My earliest encounter with that world of woe was on those occasions when I was kiddy-sat by my wonderful and almost perfectly spherical Aunt Frances, who was an attentive care-giver, so long as I didn't interfere with her two addictions, both associated with radio.
One was "The Breakfast Club With Don McNeil," during which (among other sacred rituals) I was obliged to march with her around the kitchen table and laugh with her at unseen and unexplained goings-on in the remote studio.
The other was her carefully culled selection of "soaps," the only one of which I recall clearly was "Our Gal Sunday."
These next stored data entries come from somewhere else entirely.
//! Configuration models for mathgen.
//!
//! All I^R (resolvable ignorance) is parameterized here: the scenario tables
//! the generators draw from, the curriculum strings, and where output lands.
//! A built-in configuration is compiled in; a TOML file can replace it.

use super::Curriculum;
use serde::{Deserialize, Serialize};
use std::fmt;
use std::path::{Path, PathBuf};
use std::str::FromStr;

/// Default configuration shipped with the binary.
pub const BUILTIN_CONFIG: &str = include_str!("../../assets/config.toml");

/// Smallest option list a multiple-choice question may have.
pub const MIN_OPTIONS: usize = 3;

/// Largest option list the document renderer can letter (A–E).
pub const MAX_OPTIONS: usize = 5;

/// Top-level configuration for mathgen.
#[derive(Debug, Clone, Serialize, Deserialize)]
pub struct Config {
    /// Counting (fundamental counting principle) scenarios
    pub counting: CountingConfig,

    /// Circle-packing scenarios
    pub geometry: GeometryConfig,

    /// Generation knobs
    #[serde(default)]
    pub generation: GenerationConfig,

    /// Output settings
    #[serde(default)]
    pub output: OutputConfig,
}

/// Counting generator configuration.
#[derive(Debug, Clone, Serialize, Deserialize)]
pub struct CountingConfig {
    #[serde(default = "default_subject")]
    pub subject: String,

    #[serde(default = "default_counting_unit")]
    pub unit: String,

    #[serde(default = "default_counting_topic")]
    pub topic: String,

    /// Scenarios to pick from (uniformly)
    pub contexts: Vec<CountingContext>,
}

impl CountingConfig {
    pub fn curriculum(&self) -> Curriculum {
        Curriculum::new(&self.subject, &self.unit, &self.topic)
    }
}

/// A counting scenario, e.g. a pizza restaurant offering size/crust/topping.
///
/// K_i: `components` and `component_options` are parallel lists.
#[derive(Debug, Clone, Serialize, Deserialize)]
pub struct CountingContext {
    /// Scenario name ("pizza restaurant")
    pub scenario: String,

    /// The thing being assembled ("pizza")
    pub item: String,

    /// Component names in display order
    pub components: Vec<String>,

    /// Option labels per component, parallel to `components`
    pub component_options: Vec<Vec<String>>,
}

impl CountingContext {
    /// Number of options offered for each component.
    pub fn counts(&self) -> Vec<u64> {
        self.component_options
            .iter()
            .map(|opts| opts.len() as u64)
            .collect()
    }

    /// Number of distinct combinations, if small enough to build options from.
    ///
    /// K_i: `2 × total + MAX_OPTIONS` fits in an `i64`, so every distractor
    /// and the resampling range are representable.
    pub fn combinations(&self) -> Option<u64> {
        let total = self
            .counts()
            .into_iter()
            .try_fold(1u64, |acc, n| acc.checked_mul(n))?;
        let upper = total.checked_mul(2)?.checked_add(MAX_OPTIONS as u64)?;
        i64::try_from(upper).ok()?;
        Some(total)
    }

    fn validate(&self, index: usize) -> Result<(), ConfigError> {
        let invalid = |reason: String| ConfigError::InvalidContext {
            kind: "counting",
            index,
            reason,
        };

        if self.components.is_empty() {
            return Err(invalid("no components".to_string()));
        }
        if self.components.len() != self.component_options.len() {
            return Err(invalid(format!(
                "{} components but {} option lists",
                self.components.len(),
                self.component_options.len()
            )));
        }
        if let Some(pos) = self.component_options.iter().position(Vec::is_empty) {
            return Err(invalid(format!(
                "component '{}' has no options",
                self.components[pos]
            )));
        }
        if self.combinations().is_none() {
            return Err(invalid("number of combinations is too large".to_string()));
        }
        Ok(())
    }
}

/// Geometry generator configuration.
#[derive(Debug, Clone, Serialize, Deserialize)]
pub struct GeometryConfig {
    #[serde(default = "default_subject")]
    pub subject: String,

    #[serde(default = "default_geometry_unit")]
    pub unit: String,

    #[serde(default = "default_geometry_topic")]
    pub topic: String,

    /// Packing scenarios to pick from (uniformly)
    pub contexts: Vec<GeometryContext>,
}

impl GeometryConfig {
    pub fn curriculum(&self) -> Curriculum {
        Curriculum::new(&self.subject, &self.unit, &self.topic)
    }
}

/// A packing scenario: identical circles laid out in a grid inside a rectangle.
#[derive(Debug, Clone, Serialize, Deserialize)]
pub struct GeometryContext {
    /// What is packed ("spherical balls")
    pub objects: String,

    /// What holds them ("cylindrical container")
    pub container: String,

    /// Grid layouts, written "R×C"
    pub arrangements: Vec<Arrangement>,

    /// Radius bounds in cm, inclusive; equal bounds mean a fixed radius
    pub radius_range: (f64, f64),
}

impl GeometryContext {
    fn validate(&self, index: usize) -> Result<(), ConfigError> {
        let invalid = |reason: String| ConfigError::InvalidContext {
            kind: "geometry",
            index,
            reason,
        };

        if self.arrangements.is_empty() {
            return Err(invalid("no arrangements".to_string()));
        }
        let (min, max) = self.radius_range;
        if !(min.is_finite() && max.is_finite()) || min <= 0.0 {
            return Err(invalid(format!(
                "radius range ({min}, {max}) must be positive"
            )));
        }
        if min > max {
            return Err(invalid(format!("radius range ({min}, {max}) is inverted")));
        }
        Ok(())
    }
}

/// Grid layout parsed from "R×C".
///
/// K_i: rows and cols are both at least 1 once parsed.
#[derive(Debug, Clone, Copy, PartialEq, Eq, Serialize, Deserialize)]
#[serde(try_from = "String", into = "String")]
pub struct Arrangement {
    pub rows: u32,
    pub cols: u32,
}

impl Arrangement {
    pub fn new(rows: u32, cols: u32) -> Result<Self, ConfigError> {
        if rows == 0 || cols == 0 || rows.checked_mul(cols).is_none() {
            return Err(ConfigError::InvalidArrangement(format!("{rows}×{cols}")));
        }
        Ok(Self { rows, cols })
    }

    /// Total number of packed objects.
    pub fn count(&self) -> u64 {
        u64::from(self.rows) * u64::from(self.cols)
    }
}

impl FromStr for Arrangement {
    type Err = ConfigError;

    fn from_str(s: &str) -> Result<Self, Self::Err> {
        let invalid = || ConfigError::InvalidArrangement(s.to_string());

        let parts: Vec<&str> = s.split(['×', 'x', 'X']).map(str::trim).collect();
        let [rows, cols] = parts.as_slice() else {
            return Err(invalid());
        };
        let rows: u32 = rows.parse().map_err(|_| invalid())?;
        let cols: u32 = cols.parse().map_err(|_| invalid())?;
        Self::new(rows, cols).map_err(|_| invalid())
    }
}

impl TryFrom<String> for Arrangement {
    type Error = ConfigError;

    fn try_from(value: String) -> Result<Self, Self::Error> {
        value.parse()
    }
}

impl From<Arrangement> for String {
    fn from(value: Arrangement) -> Self {
        value.to_string()
    }
}

impl fmt::Display for Arrangement {
    fn fmt(&self, f: &mut fmt::Formatter<'_>) -> fmt::Result {
        write!(f, "{}×{}", self.rows, self.cols)
    }
}

/// Generation settings.
#[derive(Debug, Clone, Serialize, Deserialize)]
pub struct GenerationConfig {
    /// Options per question (3 - 5)
    #[serde(default = "default_option_count")]
    pub option_count: usize,

    /// Resampling budget for filling distractor slots
    #[serde(default = "default_max_distractor_attempts")]
    pub max_distractor_attempts: usize,

    /// Seed for reproducible runs; entropy-seeded when absent
    #[serde(default)]
    pub seed: Option<u64>,
}

fn default_option_count() -> usize {
    MAX_OPTIONS
}

fn default_max_distractor_attempts() -> usize {
    64
}

impl Default for GenerationConfig {
    fn default() -> Self {
        Self {
            option_count: default_option_count(),
            max_distractor_attempts: default_max_distractor_attempts(),
            seed: None,
        }
    }
}

/// Output configuration.
#[derive(Debug, Clone, Serialize, Deserialize)]
pub struct OutputConfig {
    /// Directory for the document, formatted export and records
    #[serde(default = "default_output_dir")]
    pub dir: PathBuf,

    /// Directory for generated illustrations
    #[serde(default = "default_images_dir")]
    pub images_dir: PathBuf,

    /// Markdown document file name
    #[serde(default = "default_document")]
    pub document: String,

    /// `@`-tagged plain text export file name
    #[serde(default = "default_formatted")]
    pub formatted: String,

    /// JSONL record file name
    #[serde(default = "default_records")]
    pub records: String,

    /// Assessment title
    #[serde(default = "default_title")]
    pub title: String,

    /// Assessment description
    #[serde(default = "default_description")]
    pub description: String,
}

fn default_output_dir() -> PathBuf {
    PathBuf::from("output")
}

fn default_images_dir() -> PathBuf {
    PathBuf::from("images")
}

fn default_document() -> String {
    "generated_questions.md".to_string()
}

fn default_formatted() -> String {
    "formatted_questions.txt".to_string()
}

fn default_records() -> String {
    "questions.jsonl".to_string()
}

fn default_title() -> String {
    "Middle School Mathematics Problem Solving Assessment".to_string()
}

fn default_description() -> String {
    "This assessment contains multiple-choice questions designed to test students' \
     problem-solving abilities in counting arrangements and geometric spatial reasoning."
        .to_string()
}

impl Default for OutputConfig {
    fn default() -> Self {
        Self {
            dir: default_output_dir(),
            images_dir: default_images_dir(),
            document: default_document(),
            formatted: default_formatted(),
            records: default_records(),
            title: default_title(),
            description: default_description(),
        }
    }
}

impl OutputConfig {
    pub fn document_path(&self) -> PathBuf {
        self.dir.join(&self.document)
    }

    pub fn formatted_path(&self) -> PathBuf {
        self.dir.join(&self.formatted)
    }

    pub fn records_path(&self) -> PathBuf {
        self.dir.join(&self.records)
    }
}

fn default_subject() -> String {
    "Quantitative Math".to_string()
}

fn default_counting_unit() -> String {
    "Data Analysis & Probability".to_string()
}

fn default_counting_topic() -> String {
    "Counting & Arrangement Problems".to_string()
}

fn default_geometry_unit() -> String {
    "Geometry and Measurement".to_string()
}

fn default_geometry_topic() -> String {
    "Area & Volume".to_string()
}

impl Config {
    /// Parse and validate the compiled-in configuration.
    pub fn builtin() -> Result<Self, ConfigError> {
        Self::from_toml_str(BUILTIN_CONFIG, Path::new("<builtin>"))
    }

    /// Load configuration from a TOML file.
    ///
    /// B_i(file exists) → Result
    /// B_i(file is valid TOML) → Result
    /// B_i(contexts are well formed) → Result
    pub fn from_file(path: &Path) -> Result<Self, ConfigError> {
        let content = std::fs::read_to_string(path).map_err(|e| ConfigError::FileRead {
            path: path.to_owned(),
            source: e,
        })?;

        Self::from_toml_str(&content, path)
    }

    /// Load from the given file, or fall back to the built-in configuration.
    pub fn load(path: Option<&Path>) -> Result<Self, ConfigError> {
        match path {
            Some(path) => Self::from_file(path),
            None => Self::builtin(),
        }
    }

    fn from_toml_str(content: &str, origin: &Path) -> Result<Self, ConfigError> {
        let config: Self = toml::from_str(content).map_err(|e| ConfigError::Parse {
            path: origin.to_owned(),
            source: e,
        })?;
        config.validate()?;
        Ok(config)
    }

    /// Check every context table and setting. Fails fast on the first problem.
    pub fn validate(&self) -> Result<(), ConfigError> {
        if self.counting.contexts.is_empty() {
            return Err(ConfigError::NoContexts("counting"));
        }
        if self.geometry.contexts.is_empty() {
            return Err(ConfigError::NoContexts("geometry"));
        }

        for (index, ctx) in self.counting.contexts.iter().enumerate() {
            ctx.validate(index)?;
        }
        for (index, ctx) in self.geometry.contexts.iter().enumerate() {
            ctx.validate(index)?;
        }

        let option_count = self.generation.option_count;
        if !(MIN_OPTIONS..=MAX_OPTIONS).contains(&option_count) {
            return Err(ConfigError::InvalidSetting(format!(
                "generation.option_count must be between {MIN_OPTIONS} and {MAX_OPTIONS}, got {option_count}"
            )));
        }

        Ok(())
    }
}

/// Configuration errors.
///
/// Epistemic origin:
/// - B_i falsified: File not found, parse error
/// - K_i violated at load: malformed context tables
#[derive(Debug, thiserror::Error)]
pub enum ConfigError {
    #[error("Failed to read config file {path}: {source}")]
    FileRead {
        path: PathBuf,
        source: std::io::Error,
    },

    #[error("Failed to parse config file {path}: {source}")]
    Parse {
        path: PathBuf,
        source: toml::de::Error,
    },

    #[error("Invalid arrangement '{0}': expected ROWS×COLS with both at least 1 and a product that fits in u32")]
    InvalidArrangement(String),

    #[error("Invalid {kind} context #{index}: {reason}")]
    InvalidContext {
        kind: &'static str,
        index: usize,
        reason: String,
    },

    #[error("No {0} contexts configured")]
    NoContexts(&'static str),

    #[error("Invalid setting: {0}")]
    InvalidSetting(String),
}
In this organ-accompanied orgasm of angst, O.G.S. faced no more onerous a challenge than being "an orphan girl from the little mining town of Silver Creek, Colorado, who in young womanhood married England's richest, most handsome nobleman."
It did not then seem to me, nor does it now, the cruelest scourge upon a familyless lass in a hick town, but Aunt Frances wept copiously as Sunday struggled with her seemingly daunting trek from rags to riches.
Never, though, through all of her tribulations, was our gal ever embroiled in situations that could not be rehashed, as I'm sure they were, by said Auntie at subsequent meetings of the Ladies' Sodality, without fear of offending its puritanical membership.
Fast-forward to the modern mutations of this dubious art form, wherein sight has been added to sound and no holds barred, morally or physically.
The limitless boundaries of suffering and depravity to be found on the TV "soaps" is of such magnitude that only the most desperate of housewives and male derelicts would fail to find their lot in life a lot better than what's portrayed, in graphic-to-gory detail, on the boob tube.
By way of research, I sallied into the salacious Soapworld of daytime television by referring to a recent one-week summary published in one of the enlightened daily newspapers which carries this column.
Therein, I found the following travails, which are listed in alphabetical order for easy reader reference and which were neither augmented nor exaggerated by your humble scribe:
Abortion, addiction, asphyxiation, betrayal, conspiracy, death, deception, disloyalty, divorce, ghosts, illness, infidelity, ingratitude, jilting, kidnaping, larceny, litigation, lust, miscarriage, murder, nightmares, rejection, revenge, seduction, subterfuge, terror, unemployment and violence, in various forms and degrees of intensity.
Mind you, this was the inventory of the pains suffered during a single week, by a relatively small number of characters in a relatively small number of dramas, but it's probably representative of the norm in this genre of so-called entertainment.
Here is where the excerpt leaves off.